The year 2022 witnessed significant turbulence in the crypto market, marked by multiple crashes driven by factors. Reasons include hacks, inadequate risk management practices and fraud committed by prominent industry players such as FTX’s implosion.
Alongside these market downturns, bitcoin’s (BTC) value experienced a nearly 80% decline from an all-time high in 2021 due to adverse macroeconomic conditions. This includes the ongoing conflict in Ukraine, consecutive interest rate hikes by the Federal Reserve and the strength of the US dollar.
The global cryptocurrency market has not yet recovered entirely from last year’s approximate $2 trillion loss, research by Reuters shows.
Hong Kong’s crypto adoption ranking slides despite emerging hub status
Despite its efforts to position itself as a virtual hub, Hong Kong’s worldwide crypto adoption ranking experienced a notable decline in Chainalysis’ most recent assessment, dropping from 46th place in 2022 to the 47th position, per South China Morning Post.
Yet, a significant driver of Hong Kong’s crypto activity this year is its vibrant over-the-counter (OTC) market, as identified by the analytics firm.
OTCs, often catering to institutional investors and high-net-worth individuals, discreetly facilitate large trades to avoid impacting asset prices or disclosing traders’ activities.
OSL Securities’ co-founder Dave Chapman told Chainalysis that Hong Kong’s growing affinity for crypto in the past year shouldn’t automatically imply a shift in China’s overall attitude toward the industry.
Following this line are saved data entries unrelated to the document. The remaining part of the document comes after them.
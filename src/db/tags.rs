use crate::db::{
    models::{NameCount, Tag},
    DbPool,
};
use crate::error::Result;

/// Get or create a tag by name
pub async fn get_or_create_tag(pool: &DbPool, name: &str) -> Result<Tag> {
    // Normalize tag name (lowercase, trim)
    let normalized = name.trim().to_lowercase();

    let existing = sqlx::query_as::<_, Tag>("SELECT * FROM tags WHERE name = ?")
        .bind(&normalized)
        .fetch_optional(pool)
        .await?;

    if let Some(tag) = existing {
        Ok(tag)
    } else {
        let tag = sqlx::query_as::<_, Tag>("INSERT INTO tags (name) VALUES (?) RETURNING *")
            .bind(&normalized)
            .fetch_one(pool)
            .await?;

        Ok(tag)
    }
}

/// Add tag to recipe
pub async fn add_recipe_tag(pool: &DbPool, recipe_id: i64, tag_id: i64) -> Result<()> {
    sqlx::query("INSERT OR IGNORE INTO recipe_tags (recipe_id, tag_id) VALUES (?, ?)")
        .bind(recipe_id)
        .bind(tag_id)
        .execute(pool)
        .await?;

    Ok(())
}

/// Add multiple tags to recipe
pub async fn add_recipe_tags(pool: &DbPool, recipe_id: i64, tag_names: &[String]) -> Result<()> {
    for tag_name in tag_names {
        if tag_name.trim().is_empty() {
            continue;
        }
        let tag = get_or_create_tag(pool, tag_name).await?;
        add_recipe_tag(pool, recipe_id, tag.id).await?;
    }

    Ok(())
}

/// Get tag names for a recipe
pub async fn get_tags_for_recipe(pool: &DbPool, recipe_id: i64) -> Result<Vec<String>> {
    let tags: Vec<String> = sqlx::query_scalar(
        r#"
        SELECT t.name
        FROM tags t
        JOIN recipe_tags rt ON rt.tag_id = t.id
        WHERE rt.recipe_id = ?
        ORDER BY t.name
        "#,
    )
    .bind(recipe_id)
    .fetch_all(pool)
    .await?;

    Ok(tags)
}

/// Get tags for multiple recipes in a single query (batch loading to avoid N+1)
pub async fn get_tags_for_recipes(
    pool: &DbPool,
    recipe_ids: &[i64],
) -> Result<std::collections::HashMap<i64, Vec<String>>> {
    use std::collections::HashMap;

    if recipe_ids.is_empty() {
        return Ok(HashMap::new());
    }

    let placeholders = vec!["?"; recipe_ids.len()].join(",");
    let query_str = format!(
        r#"
        SELECT rt.recipe_id, t.name
        FROM recipe_tags rt
        JOIN tags t ON rt.tag_id = t.id
        WHERE rt.recipe_id IN ({placeholders})
        ORDER BY rt.recipe_id, t.name
        "#
    );

    let mut query = sqlx::query_as::<_, (i64, String)>(&query_str);
    for id in recipe_ids {
        query = query.bind(id);
    }

    let results: Vec<(i64, String)> = query.fetch_all(pool).await?;

    let mut tags_map: HashMap<i64, Vec<String>> = HashMap::new();
    for (recipe_id, tag_name) in results {
        tags_map.entry(recipe_id).or_default().push(tag_name);
    }

    // Ensure all recipe_ids have an entry (even if empty)
    for &recipe_id in recipe_ids {
        tags_map.entry(recipe_id).or_default();
    }

    Ok(tags_map)
}

/// Get all tags with usage count, most used first
pub async fn get_tags_with_count(pool: &DbPool) -> Result<Vec<NameCount>> {
    let tags = sqlx::query_as::<_, NameCount>(
        r#"
        SELECT t.name, COUNT(rt.recipe_id) as count
        FROM tags t
        JOIN recipe_tags rt ON rt.tag_id = t.id
        GROUP BY t.id, t.name
        ORDER BY count DESC, t.name
        "#,
    )
    .fetch_all(pool)
    .await?;

    Ok(tags)
}

/// Count total tags
pub async fn count_tags(pool: &DbPool) -> Result<i64> {
    let count: (i64,) = sqlx::query_as("SELECT COUNT(*) FROM tags")
        .fetch_one(pool)
        .await?;
    Ok(count.0)
}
He emphasized that while these advancements bolster Hong Kong’s prospects as a prominent global center for regulated digital assets, it’s still too early to draw conclusions about China’s broader stance on the matter.
Apart from introducing regulatory guidelines, Hong Kong has advocated for major banks including HSBC and Standard Chartered to engage with crypto exchanges as clients.
Reflecting this perspective, the Hong Kong Monetary Authority underscored in an April letter that safeguarding secure and effective banking systems while facilitating access to essential banking services for legitimate enterprises remain core objectives.